THE Land Tribunal is toothless and has failed to stamp out corruption which is currently endemic in land administration , the Parliamentary Committee on Economic Affairs, Energy and Labour heard yesterday.
And the Zambia Land Alliance (ZLA) has opposed the Lands Amendment Bill No .24 of 2015.
ZLA executive director Nsama Chikolwa demanded that Government must withdraw the Bill and focus on concluding the process of putting in place a comprehensive land policy.
Ms Chikolwa said the amendment of the Lands Act as proposed by the Bill would not address the critical issues of concern, including the need to improve revenue generation for effective land development purposes.
“The Lands Act and other pieces of legislation that have an implication on land administration are not in harmony, this is fundamentally because of the lack of a supportive policy to which they should be aligned,” she said.
Ms Chikolwa said the current Lands Act had weakened legal recognition of customary tenure.
“Currently, customary land rights are hard to enforce. According to the law, conversion of customary tenure to leasehold is not reversible, implying that the policy is to extinguish customary rights to land,” she said.
Ms Chikolwa said once the national land policy was put in place, it should do away with the necessity by making customary land rights equal in status to leasehold rights on State land and enforceable in law.
“The restriction of below the surface land rights under leasehold is understandable. However for land under customary tenure, this power by the State requires regulations because the State does not own that land that is held by customary rights.

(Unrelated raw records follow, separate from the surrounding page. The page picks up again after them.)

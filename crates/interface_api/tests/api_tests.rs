//! HTTP API tests
//!
//! Exercises the router end to end over in-memory ports. Scenarios avoid
//! depending on the wall clock: with no logged efforts the hourly amount
//! is zero and a retainer bills its flat rate, whatever today is.

use axum::http::StatusCode;
use axum_test::TestServer;
use chrono::NaiveDate;
use rust_decimal::Decimal;
use rust_decimal_macros::dec;
use serde_json::{json, Value};
use sqlx::postgres::PgPoolOptions;
use uuid::Uuid;

use core_kernel::{BillingSettings, Currency, Money};
use domain_billing::InvoicingService;
use domain_client::ServiceRateTerm;
use interface_api::{config::ApiConfig, router_with_state, AppState};
use test_utils::{
    in_memory_service, TestBillingContextBuilder, TestClientBuilder, TestProjectBuilder,
};

fn server_over(service: InvoicingService) -> TestServer {
    // Lazy pool that never connects; only the readiness probe touches it
    let pool = PgPoolOptions::new()
        .connect_lazy("postgres://localhost:1/unreachable")
        .expect("lazy pool");
    let state = AppState {
        service,
        pool,
        config: ApiConfig::default(),
    };
    TestServer::new(router_with_state(state)).expect("test server")
}

fn decimal(value: &Value) -> Decimal {
    value
        .as_str()
        .expect("decimal serialized as string")
        .parse()
        .expect("parseable decimal")
}

#[tokio::test]
async fn test_health_is_public() {
    let (service, _directory, _invoices) = in_memory_service(BillingSettings::default());
    let server = server_over(service);

    let response = server.get("/health").await;
    response.assert_status_ok();

    let body: Value = response.json();
    assert_eq!(body["status"], "healthy");
    assert_eq!(body["version"], env!("CARGO_PKG_VERSION"));
}

#[tokio::test]
async fn test_readiness_fails_without_a_database() {
    let (service, _directory, _invoices) = in_memory_service(BillingSettings::default());
    let server = server_over(service);

    let response = server.get("/ready").await;
    response.assert_status(StatusCode::SERVICE_UNAVAILABLE);
}

#[tokio::test]
async fn test_preview_for_hourly_client_with_no_hours() {
    let (service, directory, _invoices) = in_memory_service(BillingSettings::default());
    let context = TestBillingContextBuilder::new()
        .with_client(TestClientBuilder::new().build())
        .build();
    let project_id = Uuid::from(context.project.id);
    directory.insert(context);
    let server = server_over(service);

    let response = server
        .get(&format!("/projects/{}/billing/preview", project_id))
        .await;
    response.assert_status_ok();

    let body: Value = response.json();
    assert_eq!(body["number"], "SP/0001");
    assert_eq!(body["rate_source"], "client");
    assert_eq!(body["rate_term"], "per_hour");
    assert_eq!(decimal(&body["amount"]["amount"]), Decimal::ZERO);
    assert_eq!(decimal(&body["tax"]["amount"]), Decimal::ZERO);
    assert_eq!(decimal(&body["bank_charges"]["amount"]), dec!(500));
    assert_eq!(decimal(&body["total"]["amount"]), dec!(500));
    assert_eq!(body["total"]["currency"], "INR");
    assert!(body["next_billing_date"].is_string());
    assert!(body["period"]["start"].is_string());
}

#[tokio::test]
async fn test_preview_for_amc_retainer_bills_the_flat_rate() {
    let (service, directory, _invoices) = in_memory_service(BillingSettings::default());
    let client = TestClientBuilder::new()
        .with_service_rate(Money::new(dec!(40000), Currency::INR))
        .with_rate_term(ServiceRateTerm::PerMonth)
        .build();
    let project = TestProjectBuilder::new().for_client(&client).as_amc().build();
    let project_id = Uuid::from(project.id);
    directory.insert(
        TestBillingContextBuilder::new()
            .with_client(client)
            .with_project(project)
            .build(),
    );
    let server = server_over(service);

    let response = server
        .get(&format!("/projects/{}/billing/preview", project_id))
        .await;
    response.assert_status_ok();

    let body: Value = response.json();
    assert_eq!(body["rate_term"], "per_month");
    assert_eq!(decimal(&body["amount"]["amount"]), dec!(40000));
    assert_eq!(decimal(&body["bank_charges"]["amount"]), dec!(500));
    assert_eq!(decimal(&body["total"]["amount"]), dec!(40500));
}

#[tokio::test]
async fn test_preview_for_unknown_project_is_404() {
    let (service, _directory, _invoices) = in_memory_service(BillingSettings::default());
    let server = server_over(service);

    let response = server
        .get(&format!("/projects/{}/billing/preview", Uuid::new_v4()))
        .await;
    response.assert_status(StatusCode::NOT_FOUND);

    let body: Value = response.json();
    assert_eq!(body["error"], "not_found");
}

#[tokio::test]
async fn test_record_invoice_then_listing_shows_it() {
    let (service, directory, invoices) = in_memory_service(BillingSettings::default());
    let context = TestBillingContextBuilder::new()
        .with_client(TestClientBuilder::new().build())
        .build();
    let project_id = Uuid::from(context.project.id);
    directory.insert(context);
    let server = server_over(service);

    let response = server
        .post(&format!("/projects/{}/invoices", project_id))
        .json(&json!({}))
        .await;
    response.assert_status(StatusCode::CREATED);

    let created: Value = response.json();
    assert_eq!(created["number"], "SP/0001");
    assert_eq!(created["status"], "draft");
    assert!(created.get("sent_on").is_none());
    assert_eq!(decimal(&created["total"]["amount"]), dec!(500));

    let listing = server
        .get(&format!("/projects/{}/invoices", project_id))
        .await;
    listing.assert_status_ok();
    let body: Value = listing.json();
    assert_eq!(body.as_array().map(Vec::len), Some(1));
    assert_eq!(body[0]["number"], "SP/0001");

    assert_eq!(invoices.all().len(), 1);
}

#[tokio::test]
async fn test_recording_a_sent_invoice_carries_the_date() {
    let (service, directory, _invoices) = in_memory_service(BillingSettings::default());
    let context = TestBillingContextBuilder::new()
        .with_client(TestClientBuilder::new().build())
        .build();
    let project_id = Uuid::from(context.project.id);
    directory.insert(context);
    let server = server_over(service);

    let response = server
        .post(&format!("/projects/{}/invoices", project_id))
        .json(&json!({ "sent_on": "2024-05-02" }))
        .await;
    response.assert_status(StatusCode::CREATED);

    let created: Value = response.json();
    assert_eq!(created["status"], "sent");
    assert_eq!(created["sent_on"], "2024-05-02");
}

#[tokio::test]
async fn test_ready_listing_returns_due_projects() {
    let (service, directory, _invoices) = in_memory_service(BillingSettings::default());
    // Billing day 1 is always reached, and nothing has been sent
    let context = TestBillingContextBuilder::new()
        .with_client(
            TestClientBuilder::new()
                .with_name("Acme Exports")
                .with_billing_day(1)
                .build(),
        )
        .build();
    let project_id = Uuid::from(context.project.id);
    directory.insert(context);
    let server = server_over(service);

    let response = server.get("/projects/ready-to-invoice").await;
    response.assert_status_ok();

    let body: Value = response.json();
    assert_eq!(body.as_array().map(Vec::len), Some(1));
    assert_eq!(body[0]["client_name"], "Acme Exports");
    assert_eq!(body[0]["project_id"], project_id.to_string());
    assert_eq!(body[0]["billing_day"], 1);
}

#[tokio::test]
async fn test_next_billing_date_returns_a_parseable_date() {
    let (service, directory, _invoices) = in_memory_service(BillingSettings::default());
    let context = TestBillingContextBuilder::new()
        .with_client(TestClientBuilder::new().build())
        .build();
    let project_id = Uuid::from(context.project.id);
    directory.insert(context);
    let server = server_over(service);

    let response = server
        .get(&format!("/projects/{}/billing/next-date", project_id))
        .await;
    response.assert_status_ok();

    let body: Value = response.json();
    assert_eq!(body["project_id"], project_id.to_string());
    let next = body["next_billing_date"].as_str().expect("a date string");
    assert!(next.parse::<NaiveDate>().is_ok());
}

‘‘This should be clarified so that the discovery of minerals should not automatically cause extinction of customary land rights,” Ms Chikolwa said.
She said Government had constantly prioritized the interests of investors and businesses at the expense of the welfare of the majority of its poor citizens.
Ms Chikolwa said such tendencies must be stopped.
She said Zambia needed to effectively strengthen the administration of land services.
“This should be done before drastic revenue generation measures such as the ones proposed in the Land Amendment Act of 2015 are put in place as they risk backfiring and throwing more Zambians into poverty, destitution and early death,” she said. Ms Chikolwa said Government needed to mobilize funding and invoke the necessary procedure to decentralize the functions of the Commissioner and Registrar of Lands, adding that it should be short to medium term.
She said the Lands Act and other supporting legislation should give recognition to village and other parallel structures to make them part of the formal system of land administration. Ms Chikolwa said councils should be empowered with the necessary knowledge and skills on land alienation.
“Our proposal is that enacting the Land Amendment Bill of 2015 into law in its proposed format is taking the easy way out. Government needs to comprehensively review all systems and processes and asses which areas would be ideal to revenue generation without compromising the ability of Zambians to subsist from their land and making access to land even more difficult for the majority of Zambians,”
And the Indaba Agriculture Policy Research Institute (IAPRI) executive director Chance Kabaghe submitted before the same committee that the Act lacked transparency in the process of awarding titles at the traditional authority level.
He observed that the Bill lacked mechanism to enable existing smallholder farmers to alienate land and few mechanisms for them to protect their existing customary rights from appropriation by the traditional authorities (chiefs).